## RECORDS SHOWN
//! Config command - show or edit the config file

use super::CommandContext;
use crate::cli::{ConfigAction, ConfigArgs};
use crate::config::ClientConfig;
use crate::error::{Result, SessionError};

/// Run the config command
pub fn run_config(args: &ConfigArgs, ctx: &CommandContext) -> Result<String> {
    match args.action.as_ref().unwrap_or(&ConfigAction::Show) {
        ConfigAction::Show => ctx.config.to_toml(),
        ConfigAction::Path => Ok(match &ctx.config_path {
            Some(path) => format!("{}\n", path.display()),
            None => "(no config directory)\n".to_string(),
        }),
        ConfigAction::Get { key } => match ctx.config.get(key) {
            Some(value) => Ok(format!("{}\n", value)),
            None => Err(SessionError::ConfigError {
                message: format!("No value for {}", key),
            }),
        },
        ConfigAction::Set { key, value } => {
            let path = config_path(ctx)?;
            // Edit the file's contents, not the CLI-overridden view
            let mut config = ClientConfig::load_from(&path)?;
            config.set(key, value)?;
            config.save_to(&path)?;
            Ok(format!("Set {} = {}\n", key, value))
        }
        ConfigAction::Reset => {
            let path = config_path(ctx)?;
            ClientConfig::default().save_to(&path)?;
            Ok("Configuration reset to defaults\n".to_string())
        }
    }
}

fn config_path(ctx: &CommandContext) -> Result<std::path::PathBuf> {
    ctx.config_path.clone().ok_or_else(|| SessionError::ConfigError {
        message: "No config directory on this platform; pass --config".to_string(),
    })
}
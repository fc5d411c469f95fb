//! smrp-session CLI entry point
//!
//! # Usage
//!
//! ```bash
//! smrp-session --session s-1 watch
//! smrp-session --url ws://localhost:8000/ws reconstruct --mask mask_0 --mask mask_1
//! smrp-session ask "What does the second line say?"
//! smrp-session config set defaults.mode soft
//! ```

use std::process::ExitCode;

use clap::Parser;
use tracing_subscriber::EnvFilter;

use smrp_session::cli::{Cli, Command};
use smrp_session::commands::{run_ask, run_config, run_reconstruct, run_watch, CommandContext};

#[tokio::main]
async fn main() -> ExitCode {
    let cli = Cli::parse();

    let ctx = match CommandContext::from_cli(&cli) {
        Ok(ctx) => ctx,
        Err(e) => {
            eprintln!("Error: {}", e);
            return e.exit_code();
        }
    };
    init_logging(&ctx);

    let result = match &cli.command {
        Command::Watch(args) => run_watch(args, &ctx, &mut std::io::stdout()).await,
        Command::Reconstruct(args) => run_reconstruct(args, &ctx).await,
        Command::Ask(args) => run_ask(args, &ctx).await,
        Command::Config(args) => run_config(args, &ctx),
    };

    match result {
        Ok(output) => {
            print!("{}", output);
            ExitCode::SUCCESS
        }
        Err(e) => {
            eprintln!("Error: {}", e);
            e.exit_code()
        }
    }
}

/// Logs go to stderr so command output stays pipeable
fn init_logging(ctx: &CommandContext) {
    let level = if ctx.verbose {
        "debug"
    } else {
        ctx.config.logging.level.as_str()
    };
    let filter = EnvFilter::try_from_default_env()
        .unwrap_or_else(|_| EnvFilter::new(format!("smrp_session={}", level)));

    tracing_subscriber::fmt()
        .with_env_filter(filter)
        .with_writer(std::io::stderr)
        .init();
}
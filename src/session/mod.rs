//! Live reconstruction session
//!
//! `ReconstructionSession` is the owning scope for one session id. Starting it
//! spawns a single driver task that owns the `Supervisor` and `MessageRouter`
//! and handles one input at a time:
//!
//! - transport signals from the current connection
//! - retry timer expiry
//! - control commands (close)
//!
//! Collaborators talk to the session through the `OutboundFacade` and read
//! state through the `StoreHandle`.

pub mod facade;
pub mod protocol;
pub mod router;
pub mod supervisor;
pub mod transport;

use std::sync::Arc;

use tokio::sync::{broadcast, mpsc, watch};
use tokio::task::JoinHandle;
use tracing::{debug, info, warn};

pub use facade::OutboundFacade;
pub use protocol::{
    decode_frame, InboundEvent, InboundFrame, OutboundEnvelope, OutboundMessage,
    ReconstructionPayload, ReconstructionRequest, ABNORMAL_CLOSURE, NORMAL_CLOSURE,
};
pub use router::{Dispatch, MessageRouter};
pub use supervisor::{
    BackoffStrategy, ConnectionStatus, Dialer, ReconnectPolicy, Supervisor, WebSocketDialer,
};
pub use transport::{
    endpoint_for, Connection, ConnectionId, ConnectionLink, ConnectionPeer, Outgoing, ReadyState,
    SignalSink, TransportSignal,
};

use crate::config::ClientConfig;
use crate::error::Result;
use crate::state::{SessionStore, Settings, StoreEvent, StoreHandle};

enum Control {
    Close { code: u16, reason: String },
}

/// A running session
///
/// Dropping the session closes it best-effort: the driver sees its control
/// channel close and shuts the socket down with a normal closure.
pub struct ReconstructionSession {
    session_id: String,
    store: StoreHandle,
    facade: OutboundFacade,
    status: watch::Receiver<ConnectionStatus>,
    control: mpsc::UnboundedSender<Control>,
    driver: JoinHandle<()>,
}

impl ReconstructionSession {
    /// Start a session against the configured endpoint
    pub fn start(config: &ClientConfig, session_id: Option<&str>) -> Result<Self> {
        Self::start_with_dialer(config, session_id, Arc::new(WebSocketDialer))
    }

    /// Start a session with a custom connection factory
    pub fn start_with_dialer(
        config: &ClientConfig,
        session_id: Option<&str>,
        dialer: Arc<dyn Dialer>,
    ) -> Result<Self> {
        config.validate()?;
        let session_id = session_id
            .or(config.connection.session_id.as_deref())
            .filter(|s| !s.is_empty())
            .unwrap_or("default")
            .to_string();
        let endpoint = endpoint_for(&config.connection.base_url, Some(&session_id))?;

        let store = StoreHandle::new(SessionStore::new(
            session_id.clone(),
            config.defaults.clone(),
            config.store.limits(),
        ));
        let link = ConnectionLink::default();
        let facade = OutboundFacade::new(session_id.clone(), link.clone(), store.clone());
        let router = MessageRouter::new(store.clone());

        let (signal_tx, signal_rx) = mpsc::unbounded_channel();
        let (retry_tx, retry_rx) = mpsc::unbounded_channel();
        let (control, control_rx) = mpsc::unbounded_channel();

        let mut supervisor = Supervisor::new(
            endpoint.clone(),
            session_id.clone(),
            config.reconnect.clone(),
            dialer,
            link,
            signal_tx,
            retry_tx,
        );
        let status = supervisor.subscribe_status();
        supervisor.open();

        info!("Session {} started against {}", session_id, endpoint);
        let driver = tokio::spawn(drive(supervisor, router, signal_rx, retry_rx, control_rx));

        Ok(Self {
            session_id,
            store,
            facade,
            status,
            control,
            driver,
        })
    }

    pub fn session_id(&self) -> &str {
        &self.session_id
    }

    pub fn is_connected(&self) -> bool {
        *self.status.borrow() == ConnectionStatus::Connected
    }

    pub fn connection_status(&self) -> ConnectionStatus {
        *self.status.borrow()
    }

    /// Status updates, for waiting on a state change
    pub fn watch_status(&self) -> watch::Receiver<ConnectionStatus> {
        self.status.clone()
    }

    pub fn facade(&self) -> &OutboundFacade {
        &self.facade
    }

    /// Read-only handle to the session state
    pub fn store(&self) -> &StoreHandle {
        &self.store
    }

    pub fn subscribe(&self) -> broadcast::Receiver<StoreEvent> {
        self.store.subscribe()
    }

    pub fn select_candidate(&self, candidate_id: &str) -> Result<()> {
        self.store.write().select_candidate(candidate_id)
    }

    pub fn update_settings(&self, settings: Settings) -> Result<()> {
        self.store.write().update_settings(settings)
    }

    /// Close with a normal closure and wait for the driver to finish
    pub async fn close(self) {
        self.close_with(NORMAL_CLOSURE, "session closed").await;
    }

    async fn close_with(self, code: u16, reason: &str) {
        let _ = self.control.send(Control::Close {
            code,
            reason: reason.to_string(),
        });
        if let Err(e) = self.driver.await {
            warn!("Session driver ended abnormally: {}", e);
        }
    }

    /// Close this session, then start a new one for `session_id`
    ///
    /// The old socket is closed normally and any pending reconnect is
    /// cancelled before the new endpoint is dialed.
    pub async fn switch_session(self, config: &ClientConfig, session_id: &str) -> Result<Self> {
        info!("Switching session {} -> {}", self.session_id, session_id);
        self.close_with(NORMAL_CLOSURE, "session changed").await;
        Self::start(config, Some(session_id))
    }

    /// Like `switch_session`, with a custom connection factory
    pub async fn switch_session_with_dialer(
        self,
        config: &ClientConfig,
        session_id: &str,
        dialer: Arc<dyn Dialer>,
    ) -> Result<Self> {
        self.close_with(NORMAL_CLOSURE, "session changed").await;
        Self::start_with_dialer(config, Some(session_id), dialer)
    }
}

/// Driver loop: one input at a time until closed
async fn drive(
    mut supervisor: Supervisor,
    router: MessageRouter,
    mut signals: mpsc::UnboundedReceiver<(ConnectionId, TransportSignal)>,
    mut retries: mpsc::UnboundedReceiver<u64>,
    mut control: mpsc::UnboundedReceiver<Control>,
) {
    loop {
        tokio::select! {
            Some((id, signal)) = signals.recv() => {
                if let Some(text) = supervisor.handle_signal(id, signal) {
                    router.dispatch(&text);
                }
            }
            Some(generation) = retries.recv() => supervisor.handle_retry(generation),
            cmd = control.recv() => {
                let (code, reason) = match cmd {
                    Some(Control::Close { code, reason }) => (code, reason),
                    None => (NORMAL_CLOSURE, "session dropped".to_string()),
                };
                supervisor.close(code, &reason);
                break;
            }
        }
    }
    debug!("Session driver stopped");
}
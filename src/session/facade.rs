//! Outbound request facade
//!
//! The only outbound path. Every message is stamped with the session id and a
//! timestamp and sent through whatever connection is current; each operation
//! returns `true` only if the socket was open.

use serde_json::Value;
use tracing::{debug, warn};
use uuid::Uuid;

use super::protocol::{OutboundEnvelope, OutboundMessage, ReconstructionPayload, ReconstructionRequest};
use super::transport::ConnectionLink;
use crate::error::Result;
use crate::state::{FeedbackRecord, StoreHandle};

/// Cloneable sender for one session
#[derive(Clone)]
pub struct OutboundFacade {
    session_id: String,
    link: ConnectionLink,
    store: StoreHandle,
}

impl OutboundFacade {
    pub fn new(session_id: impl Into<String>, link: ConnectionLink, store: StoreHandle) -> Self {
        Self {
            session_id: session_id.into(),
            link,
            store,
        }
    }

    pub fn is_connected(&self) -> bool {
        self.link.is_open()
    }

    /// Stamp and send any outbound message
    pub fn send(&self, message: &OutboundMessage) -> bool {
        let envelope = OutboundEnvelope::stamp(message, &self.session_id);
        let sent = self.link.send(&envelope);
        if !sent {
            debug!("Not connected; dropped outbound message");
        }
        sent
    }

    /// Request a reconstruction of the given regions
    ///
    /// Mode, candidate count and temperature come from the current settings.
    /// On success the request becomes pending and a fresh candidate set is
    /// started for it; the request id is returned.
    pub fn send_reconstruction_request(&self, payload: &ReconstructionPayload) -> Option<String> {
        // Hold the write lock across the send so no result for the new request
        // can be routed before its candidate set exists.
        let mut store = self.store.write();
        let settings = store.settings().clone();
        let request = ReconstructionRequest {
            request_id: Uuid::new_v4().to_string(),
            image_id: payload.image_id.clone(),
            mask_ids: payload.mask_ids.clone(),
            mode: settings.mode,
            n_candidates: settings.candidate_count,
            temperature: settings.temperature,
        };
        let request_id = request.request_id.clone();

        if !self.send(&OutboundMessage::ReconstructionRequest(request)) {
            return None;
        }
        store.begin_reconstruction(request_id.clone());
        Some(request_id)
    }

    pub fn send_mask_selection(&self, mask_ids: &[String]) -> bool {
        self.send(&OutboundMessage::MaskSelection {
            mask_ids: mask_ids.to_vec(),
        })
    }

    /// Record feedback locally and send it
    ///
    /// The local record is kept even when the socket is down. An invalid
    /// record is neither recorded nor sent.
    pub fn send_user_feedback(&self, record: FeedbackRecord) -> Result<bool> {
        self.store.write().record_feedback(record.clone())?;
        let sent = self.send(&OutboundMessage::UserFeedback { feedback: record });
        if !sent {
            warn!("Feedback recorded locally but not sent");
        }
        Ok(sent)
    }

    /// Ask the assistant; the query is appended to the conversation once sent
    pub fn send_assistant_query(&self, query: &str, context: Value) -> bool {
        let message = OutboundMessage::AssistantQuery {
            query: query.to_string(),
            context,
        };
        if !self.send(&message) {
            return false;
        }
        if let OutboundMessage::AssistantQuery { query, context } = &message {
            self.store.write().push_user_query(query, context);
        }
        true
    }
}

## ACTIVITY
Could you repeat exactly the lines above from the line with "let settings = store.settings().clone();" up to and including the line with "conversation once sent", and only those?

## TASK RESULT
        let settings = store.settings().clone();
        let request = ReconstructionRequest {
            request_id: Uuid::new_v4().to_string(),
            image_id: payload.image_id.clone(),
            mask_ids: payload.mask_ids.clone(),
            mode: settings.mode,
            n_candidates: settings.candidate_count,
            temperature: settings.temperature,
        };
        let request_id = request.request_id.clone();

        if !self.send(&OutboundMessage::ReconstructionRequest(request)) {
            return None;
        }
        store.begin_reconstruction(request_id.clone());
        Some(request_id)
    }

    pub fn send_mask_selection(&self, mask_ids: &[String]) -> bool {
        self.send(&OutboundMessage::MaskSelection {
            mask_ids: mask_ids.to_vec(),
        })
    }

    /// Record feedback locally and send it
    ///
    /// The local record is kept even when the socket is down. An invalid
    /// record is neither recorded nor sent.
    pub fn send_user_feedback(&self, record: FeedbackRecord) -> Result<bool> {
        self.store.write().record_feedback(record.clone())?;
        let sent = self.send(&OutboundMessage::UserFeedback { feedback: record });
        if !sent {
            warn!("Feedback recorded locally but not sent");
        }
        Ok(sent)
    }

    /// Ask the assistant; the query is appended to the conversation once sent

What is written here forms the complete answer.